A blog post by Michael Carlino, Principal, Digital Content Advantage, Center for Process Bionics, Operations Transformation—Core Business Operations, Deloitte Consulting LLP; Vikram Sharma, Specialist Leader, Operational Transformation—Core Business Operations, Deloitte Consulting LLP; Sangeet Rajan, Operations Transformation and Digital Strategy Advisor, Deloitte Consulting LLP 

 

The evolution of cloud services presents an intriguing opportunity for companies to shift from an enterprise content management (ECM) philosophy to cloud-native content services. This blog explores the evolution of content services, its defining characteristics, and how an orchestrated and containerized set of microservices, built as an integrated cloud-native content services product suite, could become the modern and cost-effective alternative to legacy, big-box ECM platforms that preceded it. We also delve into available implementation options for content services.

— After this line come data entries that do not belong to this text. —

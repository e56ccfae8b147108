//! Per-event predicate stage.

use crate::filter::{Filter, FilterState};
use crate::filters::AcceptAll;
use crate::hook::FilterHook;
use crate::traits::{Accounting, Details, EventSelection, Verdict};
use std::collections::BTreeMap;
use std::fmt;

/// A filter stage deciding on whole events.
///
/// ## Algorithm
/// For each event:
/// 1. In passthrough mode, run hooks and record a pass without evaluating
/// 2. Otherwise evaluate the selection:
///    - `Accept`: run hooks, record a pass, continue
///    - `Reject`: record a failure, stop
///    - `Abstain`: record nothing, stop
pub struct EventFilter<E> {
    filter: Filter<E>,
    selection: Box<dyn EventSelection<E>>,
    hooks: Vec<FilterHook>,
    passthrough: bool,
}

impl<E> EventFilter<E> {
    /// Create a new EventFilter.
    ///
    /// # Arguments
    /// * `name` - Label of the stage in the cut-flow
    /// * `selection` - Predicate deciding on each event
    pub fn new(name: impl Into<String>, selection: impl EventSelection<E> + 'static) -> Self {
        let mut filter = Filter::new(name);
        let mut selection: Box<dyn EventSelection<E>> = Box::new(selection);
        selection.prepare(filter.details_mut());
        Self {
            filter,
            selection,
            hooks: Vec::new(),
            passthrough: false,
        }
    }

    /// A stage accepting every event.
    pub fn accept_all(name: impl Into<String>) -> Self {
        Self::new(name, AcceptAll)
    }

    /// Add a hook run on every accepted event (builder pattern).
    pub fn with_hook(mut self, hook: FilterHook) -> Self {
        self.hooks.push(hook);
        self
    }

    /// Register a count function (builder pattern).
    pub fn with_count_func<F>(mut self, label: impl Into<String>, func: F) -> Self
    where
        F: Fn(&E) -> f64 + Send + Sync + 'static,
    {
        self.filter.attach_count_func(label, func);
        self
    }

    /// Enable or disable passthrough mode (builder pattern).
    pub fn passthrough(mut self, passthrough: bool) -> Self {
        self.passthrough = passthrough;
        self
    }

    pub fn is_passthrough(&self) -> bool {
        self.passthrough
    }

    /// The accounting unit of this stage.
    pub fn filter(&self) -> &Filter<E> {
        &self.filter
    }

    pub fn filter_mut(&mut self) -> &mut Filter<E> {
        &mut self.filter
    }

    /// Outcome of the most recent evaluation.
    pub fn was_passed(&self) -> bool {
        self.filter.was_passed()
    }

    /// Evaluate one event, returning whether processing should continue.
    pub fn apply(&mut self, event: &E) -> bool {
        let verdict = if self.passthrough {
            Verdict::Accept
        } else {
            self.selection.passes(event, self.filter.details_mut())
        };

        tracing::trace!(filter = self.filter.name(), ?verdict, "evaluated event");

        match verdict {
            Verdict::Accept => {
                for hook in &mut self.hooks {
                    hook.call();
                }
                self.filter.passed(event);
                true
            }
            Verdict::Reject => {
                self.filter.failed(event);
                false
            }
            // excluded from the total
            Verdict::Abstain => false,
        }
    }

    /// Let the selection flush deferred state.
    pub fn finalize(&mut self) {
        self.selection.finalize(self.filter.details_mut());
    }
}

impl<E> Accounting for EventFilter<E> {
    fn name(&self) -> &str {
        self.filter.name()
    }

    fn total(&self) -> u64 {
        self.filter.total()
    }

    fn passing(&self) -> u64 {
        self.filter.passing()
    }

    fn details(&self) -> &Details {
        self.filter.details()
    }

    fn count_funcs_total(&self) -> &BTreeMap<String, f64> {
        self.filter.count_funcs_total()
    }

    fn count_funcs_passing(&self) -> &BTreeMap<String, f64> {
        self.filter.count_funcs_passing()
    }

    fn state(&self) -> FilterState {
        self.filter.state()
    }
}

impl<E> fmt::Debug for EventFilter<E> {
    fn fmt(&self, f: &mut fmt::Formatter<'_>) -> fmt::Result {
        f.debug_struct("EventFilter")
            .field("filter", &self.filter)
            .field("hooks", &self.hooks.len())
            .field("passthrough", &self.passthrough)
            .finish()
    }
}
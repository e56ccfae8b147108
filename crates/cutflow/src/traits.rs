//! Core traits for the cut-flow framework.
//!
//! Selections are the pluggable predicates a stage evaluates. The
//! framework never inspects events or objects itself: it only sequences
//! selections, short-circuits, counts and merges.

use crate::filter::FilterState;
use std::collections::BTreeMap;

/// Filter-specific extra statistics, keyed by label.
pub type Details = BTreeMap<String, f64>;

/// Outcome of evaluating an event selection.
#[derive(Debug, Clone, Copy, PartialEq, Eq, Hash)]
pub enum Verdict {
    /// The event passes the stage
    Accept,
    /// The event fails the stage and is counted as a rejection
    Reject,
    /// The event is excluded from the accounting entirely
    Abstain,
}

impl Verdict {
    /// True for `Accept` only.
    pub fn is_accept(self) -> bool {
        matches!(self, Verdict::Accept)
    }
}

impl From<bool> for Verdict {
    fn from(passes: bool) -> Self {
        if passes { Verdict::Accept } else { Verdict::Reject }
    }
}

/// `None` abstains.
impl From<Option<bool>> for Verdict {
    fn from(passes: Option<bool>) -> Self {
        passes.map_or(Verdict::Abstain, Verdict::from)
    }
}

/// Per-event predicate evaluated by an `EventFilter`.
///
/// ## Design Note
/// - `&mut self` lets selections keep deferred state that `finalize` flushes
/// - `details` is the owning filter's open statistics mapping
pub trait EventSelection<E>: Send {
    /// Seed `details` when the owning filter is built.
    fn prepare(&mut self, _details: &mut Details) {}

    /// Decide whether `event` passes.
    fn passes(&mut self, event: &E, details: &mut Details) -> Verdict;

    /// Flush any deferred state once processing is complete.
    fn finalize(&mut self, _details: &mut Details) {}
}

/// Per-event collection predicate evaluated by an `ObjectFilter`.
///
/// Takes ownership of the collection and returns the retained subset,
/// so that narrowing never requires cloning objects. The result must not
/// hold more objects than the input; in objects mode the owning filter
/// counts at most the input size as passing.
pub trait ObjectSelection<E, O>: Send {
    fn filtered(&mut self, event: &E, collection: Vec<O>, details: &mut Details) -> Vec<O>;
}

/// Read-only view of the counters of one cut-flow stage.
///
/// Implemented by live filters and by plain state records alike, which is
/// what lets `Filter::add` and `FilterList::merge` mix the two.
pub trait Accounting {
    fn name(&self) -> &str;

    /// Number of events (or objects) examined.
    fn total(&self) -> u64;

    /// Number of events (or objects) that passed.
    fn passing(&self) -> u64;

    fn details(&self) -> &Details;

    fn count_funcs_total(&self) -> &BTreeMap<String, f64>;

    fn count_funcs_passing(&self) -> &BTreeMap<String, f64>;

    /// Snapshot the counters as a serializable record.
    fn state(&self) -> FilterState {
        FilterState {
            name: self.name().to_string(),
            total: self.total(),
            passing: self.passing(),
            details: self.details().clone(),
            count_funcs_total: self.count_funcs_total().clone(),
            count_funcs_passing: self.count_funcs_passing().clone(),
        }
    }

    /// Fraction of examined entries that passed, `None` before anything was examined.
    fn efficiency(&self) -> Option<f64> {
        match self.total() {
            0 => None,
            total => Some(self.passing() as f64 / total as f64),
        }
    }
}

#[cfg(test)]
mod tests {
    use super::*;

    #[test]
    fn test_verdict_conversions() {
        assert_eq!(Verdict::from(true), Verdict::Accept);
        assert_eq!(Verdict::from(false), Verdict::Reject);
        assert_eq!(Verdict::from(None), Verdict::Abstain);
        assert_eq!(Verdict::from(Some(false)), Verdict::Reject);
        assert!(Verdict::Accept.is_accept());
        assert!(!Verdict::Abstain.is_accept());
    }

    #[test]
    fn test_efficiency() {
        let mut state = FilterState::new("cut");
        assert_eq!(state.efficiency(), None);

        state.total = 4;
        state.passing = 1;
        assert_eq!(state.efficiency(), Some(0.25));
    }
}
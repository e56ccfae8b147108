//! Closure-backed selections.

use crate::traits::{Details, EventSelection, ObjectSelection, Verdict};

/// Event selection backed by a closure.
///
/// ```ignore
/// let met = EventFilter::new("met", FnSelection::new(|e: &Event| (e.met > 20.0).into()));
/// ```
pub struct FnSelection<F> {
    predicate: F,
}

impl<F> FnSelection<F> {
    pub fn new(predicate: F) -> Self {
        Self { predicate }
    }
}

impl<E, F> EventSelection<E> for FnSelection<F>
where
    F: FnMut(&E) -> Verdict + Send,
{
    fn passes(&mut self, event: &E, _details: &mut Details) -> Verdict {
        (self.predicate)(event)
    }
}

/// Object selection backed by a closure over the whole collection.
pub struct FnObjectSelection<F> {
    filter: F,
}

impl<F> FnObjectSelection<F> {
    pub fn new(filter: F) -> Self {
        Self { filter }
    }
}

impl<E, O, F> ObjectSelection<E, O> for FnObjectSelection<F>
where
    F: FnMut(&E, Vec<O>) -> Vec<O> + Send,
{
    fn filtered(&mut self, event: &E, collection: Vec<O>, _details: &mut Details) -> Vec<O> {
        (self.filter)(event, collection)
    }
}

/// Object selection keeping the objects a per-object predicate accepts.
pub struct Retain<F> {
    predicate: F,
}

impl<F> Retain<F> {
    pub fn new(predicate: F) -> Self {
        Self { predicate }
    }
}

impl<E, O, F> ObjectSelection<E, O> for Retain<F>
where
    F: FnMut(&E, &O) -> bool + Send,
{
    fn filtered(&mut self, event: &E, mut collection: Vec<O>, _details: &mut Details) -> Vec<O> {
        collection.retain(|object| (self.predicate)(event, object));
        collection
    }
}
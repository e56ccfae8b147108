//! Toy event generation and the demonstration selection.
//!
//! Each worker owns private filter lists and a disjoint slice of the
//! sample; only the saved statistics are combined afterwards.

use cutflow::filters::{CategoryTally, FnObjectSelection, FnSelection, Retain};
use cutflow::{
    EventFilter, EventFilterList, FilterHook, FilterList, FilterState, ObjectFilter,
    ObjectFilterList, Verdict,
};
use rand::rngs::StdRng;
use rand::{Rng, SeedableRng};
use std::ops::Range;
use std::sync::Arc;
use std::sync::atomic::{AtomicU64, Ordering};

/// A reconstructed jet.
#[derive(Debug, Clone, Copy)]
pub struct Jet {
    pub pt: f64,
    pub eta: f64,
}

/// A simulated collision event.
#[derive(Debug, Clone)]
pub struct ToyEvent {
    pub met: f64,
    pub weight: f64,
    pub jets: Vec<Jet>,
}

/// Selection settings shared by all workers.
#[derive(Debug, Clone, Copy)]
pub struct Selection {
    pub min_met: f64,
    pub min_jet_pt: f64,
    pub max_jet_eta: f64,
    /// Keep the MET stage in the cut-flow but stop it from vetoing
    pub disable_met_cut: bool,
}

/// Statistics produced by one worker.
pub struct WorkerResult {
    pub events: FilterList<FilterState>,
    pub objects: FilterList<FilterState>,
}

/// Draw the event with global index `index`.
///
/// Seeding per event keeps the sample identical whatever the worker split.
fn generate(seed: u64, index: u64) -> ToyEvent {
    let mut rng = StdRng::seed_from_u64(seed ^ index.wrapping_mul(0x9E37_79B9_7F4A_7C15));

    let met = -30.0 * (1.0 - rng.random::<f64>()).ln();
    let weight = if rng.random::<f64>() < 0.02 {
        0.0
    } else {
        rng.random_range(0.5..1.5)
    };
    let n_jets = rng.random_range(0..6);
    let jets = (0..n_jets)
        .map(|_| Jet {
            pt: 20.0 - 25.0 * (1.0 - rng.random::<f64>()).ln(),
            eta: rng.random_range(-4.0..4.0),
        })
        .collect();

    ToyEvent { met, weight, jets }
}

fn jet_bin(event: &ToyEvent) -> &'static str {
    match event.jets.len() {
        0 => "0j",
        1 => "1j",
        2 => "2j",
        _ => "3j+",
    }
}

pub fn build_event_cuts(selection: Selection, selected: Arc<AtomicU64>) -> EventFilterList<ToyEvent> {
    let min_met = selection.min_met;
    let count_selected = FilterHook::bind(
        |selected: &Arc<AtomicU64>| {
            selected.fetch_add(1, Ordering::Relaxed);
        },
        selected,
    );

    EventFilterList::new()
        .with_filter(
            EventFilter::new("entry", CategoryTally::new(["0j", "1j", "2j", "3j+"], jet_bin))
                .with_count_func("weight", |e: &ToyEvent| e.weight),
        )
        .with_filter(
            EventFilter::new(
                "nonzero_weight",
                FnSelection::new(|e: &ToyEvent| {
                    if e.weight == 0.0 {
                        Verdict::Abstain
                    } else {
                        Verdict::Accept
                    }
                }),
            )
            .with_count_func("weight", |e: &ToyEvent| e.weight),
        )
        .with_filter(
            EventFilter::new(
                "met",
                FnSelection::new(move |e: &ToyEvent| Verdict::from(e.met > min_met)),
            )
            .passthrough(selection.disable_met_cut)
            .with_count_func("weight", |e: &ToyEvent| e.weight),
        )
        .with_filter(
            EventFilter::new(
                "has_jets",
                FnSelection::new(|e: &ToyEvent| Verdict::from(!e.jets.is_empty())),
            )
            .with_hook(count_selected)
            .with_count_func("weight", |e: &ToyEvent| e.weight),
        )
}

pub fn build_object_cuts(selection: Selection) -> ObjectFilterList<ToyEvent, Jet> {
    let min_pt = selection.min_jet_pt;
    let max_eta = selection.max_jet_eta;

    FilterList::new()
        .with_filter(ObjectFilter::new(
            "jet_pt",
            Retain::new(move |_: &ToyEvent, jet: &Jet| jet.pt > min_pt),
        ))
        .with_filter(ObjectFilter::new(
            "jet_eta",
            Retain::new(move |_: &ToyEvent, jet: &Jet| jet.eta.abs() < max_eta),
        ))
        .with_filter(
            ObjectFilter::new(
                "dijet",
                FnObjectSelection::new(|_: &ToyEvent, jets: Vec<Jet>| {
                    if jets.len() >= 2 { jets } else { Vec::new() }
                }),
            )
            .count_events(true)
            .with_count_func("weight", |e: &ToyEvent| e.weight),
        )
}

/// Process the events with global indices `range`.
pub fn run_worker(
    seed: u64,
    range: Range<u64>,
    selection: Selection,
    selected: Arc<AtomicU64>,
) -> WorkerResult {
    let mut event_cuts = build_event_cuts(selection, selected);
    let mut object_cuts = build_object_cuts(selection);

    for index in range.clone() {
        let event = generate(seed, index);
        if event_cuts.apply(&event) {
            object_cuts.apply(&event, event.jets.clone());
        }
    }
    event_cuts.finalize();

    tracing::debug!(
        start = range.start,
        end = range.end,
        selected = event_cuts.passing(),
        "worker finished"
    );

    WorkerResult {
        events: event_cuts.states().into(),
        objects: object_cuts.states().into(),
    }
}

/// Split `0..events` into at most `workers` contiguous, disjoint ranges.
pub fn partition(events: u64, workers: usize) -> Vec<Range<u64>> {
    let workers = workers.max(1) as u64;
    let chunk = events.div_ceil(workers).max(1);
    (0..workers)
        .map(|w| (w * chunk).min(events)..((w + 1) * chunk).min(events))
        .filter(|range| !range.is_empty())
        .collect()
}

#[cfg(test)]
mod tests {
    use super::*;
    use cutflow::{Accounting, Filter};

    fn selection() -> Selection {
        Selection {
            min_met: 25.0,
            min_jet_pt: 30.0,
            max_jet_eta: 2.5,
            disable_met_cut: false,
        }
    }

    #[test]
    fn test_partition_covers_all_events() {
        let ranges = partition(10, 3);
        assert_eq!(ranges, vec![0..4, 4..8, 8..10]);
        assert_eq!(partition(2, 8), vec![0..1, 1..2]);
        assert!(partition(0, 4).is_empty());
    }

    #[test]
    fn test_split_runs_agree_with_single_run() {
        let selected = Arc::new(AtomicU64::new(0));
        let whole = run_worker(7, 0..2000, selection(), selected.clone());

        let parts: Vec<WorkerResult> = partition(2000, 3)
            .into_iter()
            .map(|range| run_worker(7, range, selection(), selected.clone()))
            .collect();
        let (events, objects): (Vec<_>, Vec<_>) =
            parts.into_iter().map(|r| (r.events, r.objects)).unzip();

        let merged_events: FilterList<Filter> = FilterList::merge_all(events).unwrap();
        let merged_objects: FilterList<Filter> = FilterList::merge_all(objects).unwrap();

        assert_eq!(merged_events.total(), whole.events.total());
        assert_eq!(merged_events.passing(), whole.events.passing());
        assert_eq!(merged_objects.passing(), whole.objects.passing());
        assert_eq!(selected.load(Ordering::Relaxed), 2 * whole.events.passing());
    }

    #[test]
    fn test_disabled_met_cut_passes_everything() {
        let mut cuts = build_event_cuts(
            Selection {
                disable_met_cut: true,
                ..selection()
            },
            Arc::new(AtomicU64::new(0)),
        );
        let event = ToyEvent {
            met: 1.0,
            weight: 1.0,
            jets: Vec::new(),
        };
        cuts.apply(&event);
        assert_eq!(cuts[2].filter().passing(), 1);
    }
}
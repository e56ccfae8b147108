//! Ready-made selections for event and object filters.
//!
//! Analyses usually supply their own predicates as closures; the types
//! here cover the defaults and the common shapes.

pub mod accept_all;
pub mod category_tally;
pub mod closure;

// Re-export for convenience
pub use accept_all::{AcceptAll, KeepAll};
pub use category_tally::CategoryTally;
pub use closure::{FnObjectSelection, FnSelection, Retain};
#[cfg(test)]
mod tests {
    use super::*;
    use serde_json::json;

    fn counted(name: &str, total: u64, passing: u64) -> Filter {
        let mut filter = Filter::new(name);
        for i in 0..total {
            if i < passing {
                filter.passed(&());
            } else {
                filter.failed(&());
            }
        }
        filter
    }

    #[test]
    fn test_passed_and_failed_counts() {
        let mut filter: Filter<f64> = Filter::new("cut").with_count_func("weight", |w| *w);

        filter.passed(&2.0);
        assert!(filter.was_passed());
        filter.failed(&0.5);
        assert!(!filter.was_passed());
        filter.passed(&1.0);

        assert_eq!(filter.total(), 3);
        assert_eq!(filter.passing(), 2);
        assert_eq!(filter.count_funcs_total()["weight"], 3.5);
        assert_eq!(filter.count_funcs_passing()["weight"], 3.0);
    }

    #[test]
    fn test_add_sums_counters() {
        let left = counted("A", 10, 7);
        let right = counted("A", 5, 3);

        let sum: Filter = Filter::add(&left, &right).unwrap();
        assert_eq!(sum.name(), "A");
        assert_eq!(sum.total(), 15);
        assert_eq!(sum.passing(), 10);
    }

    #[test]
    fn test_add_rejects_different_names() {
        let err = Filter::<()>::add(&counted("cut1", 1, 1), &counted("cut2", 1, 1)).unwrap_err();
        assert!(matches!(err, FilterError::NameMismatch { .. }));
    }

    #[test]
    fn test_add_sums_details() {
        let mut left = counted("A", 2, 2);
        left.details_mut().insert("electrons".to_string(), 3.0);
        let mut right = FilterState::new("A");
        right.details.insert("electrons".to_string(), 4.0);

        let sum: Filter = Filter::add(&left, &right).unwrap();
        assert_eq!(sum.details()["electrons"], 7.0);
    }

    #[test]
    fn test_add_rejects_divergent_details() {
        let mut left = counted("A", 1, 1);
        left.details_mut().insert("electrons".to_string(), 1.0);
        let mut right = counted("A", 1, 1);
        right.details_mut().insert("muons".to_string(), 1.0);

        let err = Filter::<()>::add(&left, &right).unwrap_err();
        assert_eq!(
            err,
            FilterError::DetailKeyMismatch {
                name: "A".to_string(),
                left_only: vec!["electrons".to_string()],
                right_only: vec!["muons".to_string()],
            }
        );
    }

    #[test]
    fn test_add_rejects_divergent_count_funcs() {
        let left: Filter<f64> = Filter::new("A").with_count_func("weight", |w| *w);
        let right: Filter<f64> = Filter::new("A");

        let err = Filter::<f64>::add(&left, &right).unwrap_err();
        assert!(matches!(err, FilterError::CountFuncKeyMismatch { .. }));
    }

    #[test]
    fn test_state_round_trip() {
        let mut filter: Filter<f64> = Filter::new("met").with_count_func("weight", |w| *w);
        filter.passed(&1.5);
        filter.failed(&0.25);
        filter.details_mut().insert("overflow".to_string(), 2.0);

        let state = filter.state();
        let json = serde_json::to_string(&state).unwrap();
        let restored: Filter<f64> =
            Filter::from_state(serde_json::from_str(&json).unwrap()).unwrap();

        assert_eq!(restored.state(), state);
        assert_eq!(restored.count_func_labels().count(), 0);
        assert!(!restored.was_passed());
    }

    #[test]
    fn test_reattached_count_func_keeps_tallies() {
        let mut state = FilterState::new("met");
        state.total = 1;
        state.passing = 1;
        state.count_funcs_total.insert("weight".to_string(), 2.0);
        state.count_funcs_passing.insert("weight".to_string(), 2.0);

        let mut filter: Filter<f64> = Filter::from_state(state).unwrap();
        filter.attach_count_func("weight", |w| *w);
        filter.passed(&0.5);

        assert_eq!(filter.count_funcs_total()["weight"], 2.5);
        assert_eq!(filter.count_funcs_passing()["weight"], 2.5);
    }

    #[test]
    fn test_from_state_rejects_passing_above_total() {
        let mut state = FilterState::new("bad");
        state.total = 1;
        state.passing = 2;

        let err = Filter::<()>::from_state(state).unwrap_err();
        assert!(matches!(err, FilterError::InvalidState { .. }));
    }

    #[test]
    fn test_from_state_rejects_weighted_passing_above_total() {
        let mut state = FilterState::new("weighted");
        state.total = 2;
        state.passing = 1;
        state.count_funcs_total.insert("weight".to_string(), 1.0);
        state.count_funcs_passing.insert("weight".to_string(), 5.0);

        let err = Filter::<()>::from_state(state.clone()).unwrap_err();
        assert!(matches!(err, FilterError::InvalidState { ref name, .. } if name == "weighted"));

        // summation order may leave the tallies a rounding error apart
        state.count_funcs_total.insert("weight".to_string(), 0.3);
        state.count_funcs_passing.insert("weight".to_string(), 0.1 + 0.2);
        assert!(Filter::<()>::from_state(state).is_ok());
    }

    #[test]
    fn test_state_from_value() {
        let state = FilterState::from_value(json!({
            "name": "trigger",
            "total": 4,
            "passing": 2,
            "details": {},
            "count_funcs_total": {},
            "count_funcs_passing": {}
        }))
        .unwrap();
        assert_eq!(state.passing, 2);

        let err = FilterState::from_value(json!([1, 2])).unwrap_err();
        assert_eq!(
            err,
            FilterError::TypeMismatch {
                expected: "filter state record (object)",
                found: "array".to_string(),
            }
        );
    }

    #[test]
    fn test_display() {
        let filter = counted("jets", 3, 1);
        assert_eq!(filter.to_string(), "Filter jets\nTotal: 3\nPass:  1");
    }
}
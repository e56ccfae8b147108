//! Plain-text cut-flow tables.
//!
//! Rendering is a read-only projection of the counters: nothing here
//! touches filter state.

use crate::traits::Accounting;
use std::fmt;

/// A left-aligned ASCII table.
///
/// ```text
/// +--------+------+
/// | Filter | Pass |
/// +--------+------+
/// | Total  | 10   |
/// | cut1   | 7    |
/// +--------+------+
/// ```
#[derive(Debug, Clone, Default)]
pub struct Table {
    headers: Vec<String>,
    rows: Vec<Vec<String>>,
}

impl Table {
    pub fn new<I, S>(headers: I) -> Self
    where
        I: IntoIterator<Item = S>,
        S: Into<String>,
    {
        Self {
            headers: headers.into_iter().map(Into::into).collect(),
            rows: Vec::new(),
        }
    }

    /// Append a row; missing cells render empty, extra cells are ignored.
    pub fn add_row<I, S>(&mut self, row: I)
    where
        I: IntoIterator<Item = S>,
        S: ToString,
    {
        self.rows
            .push(row.into_iter().map(|cell| cell.to_string()).collect());
    }

    fn widths(&self) -> Vec<usize> {
        self.headers
            .iter()
            .enumerate()
            .map(|(i, header)| {
                self.rows
                    .iter()
                    .filter_map(|row| row.get(i))
                    .map(|cell| cell.chars().count())
                    .chain(std::iter::once(header.chars().count()))
                    .max()
                    .unwrap_or(0)
            })
            .collect()
    }
}

fn write_rule(f: &mut fmt::Formatter<'_>, widths: &[usize]) -> fmt::Result {
    for width in widths {
        write!(f, "+{}", "-".repeat(width + 2))?;
    }
    writeln!(f, "+")
}

fn write_cells(f: &mut fmt::Formatter<'_>, widths: &[usize], cells: &[String]) -> fmt::Result {
    for (i, &width) in widths.iter().enumerate() {
        let cell = cells.get(i).map(String::as_str).unwrap_or("");
        write!(f, "| {cell:<width$} ")?;
    }
    writeln!(f, "|")
}

impl fmt::Display for Table {
    fn fmt(&self, f: &mut fmt::Formatter<'_>) -> fmt::Result {
        let widths = self.widths();
        write_rule(f, &widths)?;
        write_cells(f, &widths, &self.headers)?;
        write_rule(f, &widths)?;
        for row in &self.rows {
            write_cells(f, &widths, row)?;
        }
        for width in &widths {
            write!(f, "+{}", "-".repeat(width + 2))?;
        }
        write!(f, "+")
    }
}

/// Render the cut-flow of a sequence of stages.
///
/// One row per stage with its cumulative passing count, headed by the
/// entry total of the first stage, followed by a details table for each
/// stage carrying details.
pub fn cutflow_table<'a, F, I>(filters: I) -> String
where
    F: Accounting + 'a,
    I: IntoIterator<Item = &'a F>,
{
    let filters: Vec<&F> = filters.into_iter().collect();
    let Some(first) = filters.first() else {
        return "Empty FilterList".to_string();
    };

    let mut table = Table::new(["Filter", "Pass"]);
    table.add_row(["Total".to_string(), first.total().to_string()]);
    for filter in &filters {
        table.add_row([filter.name().to_string(), filter.passing().to_string()]);
    }
    let mut rendered = table.to_string();

    for filter in filters.iter().filter(|filter| !filter.details().is_empty()) {
        let mut details = Table::new(["Detail", "Value"]);
        for (key, value) in filter.details() {
            details.add_row([key.clone(), value.to_string()]);
        }
        rendered.push_str(&format!("\n{} Details\n{}", filter.name(), details));
    }
    rendered
}

#[cfg(test)]
mod tests {
    use super::*;
    use crate::filter::FilterState;

    #[test]
    fn test_table_layout() {
        let mut table = Table::new(["Filter", "Pass"]);
        table.add_row(["Total", "10"]);
        table.add_row(["trigger", "7"]);

        let expected = "\
+---------+------+
| Filter  | Pass |
+---------+------+
| Total   | 10   |
| trigger | 7    |
+---------+------+";
        assert_eq!(table.to_string(), expected);
    }

    #[test]
    fn test_cutflow_table_with_details() {
        let mut first = FilterState::new("trigger");
        first.total = 10;
        first.passing = 7;
        let mut second = FilterState::new("jets");
        second.total = 7;
        second.passing = 3;
        second.details.insert("2j".to_string(), 3.0);

        let rendered = cutflow_table(&[first, second]);
        assert!(rendered.contains("| Total   | 10   |"));
        assert!(rendered.contains("| jets    | 3    |"));
        assert!(rendered.contains("jets Details"));
        assert!(rendered.contains("| 2j     | 3     |"));
        assert!(!rendered.contains("trigger Details"));
    }

    #[test]
    fn test_empty_cutflow() {
        let empty: [FilterState; 0] = [];
        assert_eq!(cutflow_table(&empty), "Empty FilterList");
    }
}
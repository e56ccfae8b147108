//! Default selections that never veto anything.
//!
//! Used for stages that only count, e.g. the entry stage of a cut-flow.

use crate::traits::{Details, EventSelection, ObjectSelection, Verdict};

/// Accepts every event.
#[derive(Debug, Clone, Copy, Default)]
pub struct AcceptAll;

impl<E> EventSelection<E> for AcceptAll {
    fn passes(&mut self, _event: &E, _details: &mut Details) -> Verdict {
        Verdict::Accept
    }
}

/// Returns every collection unchanged.
#[derive(Debug, Clone, Copy, Default)]
pub struct KeepAll;

impl<E, O> ObjectSelection<E, O> for KeepAll {
    fn filtered(&mut self, _event: &E, collection: Vec<O>, _details: &mut Details) -> Vec<O> {
        collection
    }
}

#[cfg(test)]
mod tests {
    use super::*;

    #[test]
    fn test_defaults_never_veto() {
        let mut details = Details::new();
        assert_eq!(AcceptAll.passes(&42, &mut details), Verdict::Accept);

        let kept = KeepAll.filtered(&(), vec![1, 2, 3], &mut details);
        assert_eq!(kept, vec![1, 2, 3]);
        assert!(details.is_empty());
    }
}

The ECM to content services evolution

Over the past decade or so, there’s been a consistent evolution in enterprise content management, from early ECM to cloud content services.

Crawl: Early ECM

Big-box and monolithic, early ECM met the need for a single vendor to centralize content and compliance repositories. Feature-rich with heavy footprints, these platforms were meant to be directly consumed by users. The content usage experience was cumbersome and disconnected, resulting in low adoption and the inability to unleash the full value of enterprise content.

Walk: API-wrapped ECM

Vendor focus initially shifted to API-wrapped big-box content services that delivered “content in context” within core business applications for improved usability. Later, the software was ported to cloud and offered as a managed service with RESTful APIs enabled. However, the underlying fundamental architecture, proprietary code base, and pricing remained the same. Traditional platforms were yet to fully exploit the inherent auto-scalability and elasticity that comes from serverless deployments to cloud.

Fly: Cloud-native content services

Cloud object storage, artificial intelligence/machine learning (AI/ML), natural language processing (NLP), and archiving services have emerged as a feasible and cost-effective alternative to big-box content management platforms. These services, when orchestrated, can be built into a full-featured content services platform. Headless, lightweight, easy to deploy, auto-scalable, and hyper-elastic content services allow companies to shift away from heavyweight infrastructures, expensive user-based licensing models, and high operational costs of the past.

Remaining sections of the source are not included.